Q: Please rate the meeting(s) using the following scale: 1 (not at all) to 3 (reasonably) to 5 (exceptionally).
|How useful was the meeting?||0%||0%||0%||25%||75%|
|Was the meeting well run and organized?||0%||0%||0%||25%||75%|
Q: Was the meeting what you expected?
|Yes||Much better/more than expected.|
Q: Would you recommend GMOD meetings to others
Q: Do you have suggestions for improving GMOD meetings in the future?
- I think it is important to keep it at the same time as the PAG (or the ISMB) as it might be difficult for some to attend if its not related to some other big conference.
- Overall the meeting was pretty good and more useful for me than I expected. I do not think people would mind paying a small registration fee in order to help around with the food cost (and maybe have some croissant and such in the morning).
- I think speakers shouldn't be disturbed during their speech, it is better to question them after their presentation is done.
- Keep running them like this. Having the catered lunch on site was a huge plus for networking with other attendees, which is why we attend. Planned social events for the express purpose of mixing/networking would be a plus.

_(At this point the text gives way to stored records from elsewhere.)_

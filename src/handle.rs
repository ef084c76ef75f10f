//! The caller-supplied server handle boundary.

use crate::error::HandleError;
use hashbrown::HashMap;

/// A mapping from memcached stat names to their numeric values, as returned by a single
/// `stats()` probe.
///
/// The core only reads a fixed set of keys (`rusage_user`, `rusage_system`, `cmd_get`,
/// `cmd_set`, `cmd_flush`, `cmd_touch`, `uptime`); anything else in the map is ignored.
pub type StatsMap = HashMap<String, f64>;

/// An opaque reference to a single backend server.
///
/// The core never opens a socket itself — callers hand in something that already knows how
/// to talk to one memcached-compatible server, and the load manager only ever calls `stats()`
/// and, on removal, `close()`.
pub trait ServerHandle: Send + Sync {
    /// Probe the server for its current counters.
    ///
    /// Implementations should map socket errors, timeouts, and resets to a [`HandleError`]
    /// rather than panicking — the refresher treats every `stats()` failure as "skip this
    /// server this round", never as a crash.
    fn stats(&self) -> Result<StatsMap, HandleError>;

    /// Release any resources held by this handle. Idempotent: called once on
    /// `remove_server`/manager teardown, but must tolerate being called more than once.
    fn close(&self);
}

/// Read a fixed stat key, treating a missing entry as `0.0`.
pub(crate) fn stat_or_zero(stats: &StatsMap, key: &str) -> f64 {
    stats.get(key).copied().unwrap_or(0.0)
}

- I'd like to see more pure bench biologists there. It's unclear to me how we could accomplish this, but I think GMOD's success of failure will ultimately depend on the degree to which we are able to reach the rank and file (non-informatics) scientist.
- I think at this stage GMOD meetings should focus on a wide variety of subject matters and deal with people with a widely different levels of experience.
- Include a tutorial for first time users.
- More presentations on GBrowse (since it's the most popular?)
- Better networking would have been nice.
Additional feedback, suggestions, criticism, and praise.
- It was a goldmine.
- Thanks for helping to organize the meeting, we really got a lot out of it.
- The organizers really know how to keep things casual, and approachable.
- We were glad to see such large attendance. The seating arrangement worked out well for the presentation format. Proximity to PAG was a benefit. Looking forward to next year!
- I liked the fact that it was a mix between presentation and open discussion. This way presentation usually lead to interesting discussions related to it.
- Thanks again for a great meeting!
- I am not a GMOD user (yet) and I came to this meeting to learn about GMOD. Besides clear and good presentations exploring many facets of GMOD, the GMOD users and developers were very accommodating in explaining the more basic points of GMOD.
- I was really looking forward to it, and I ended up enjoying it immensely.
- I think one of the more important tasks that GMOD has to face is finding user interface tools that will allow biologists to comfortably interact with data stored in a Chado database.
- The meeting is more helpful for those who use GMOD before than first time users.
- I like the addition of the lunch. It made things smoother.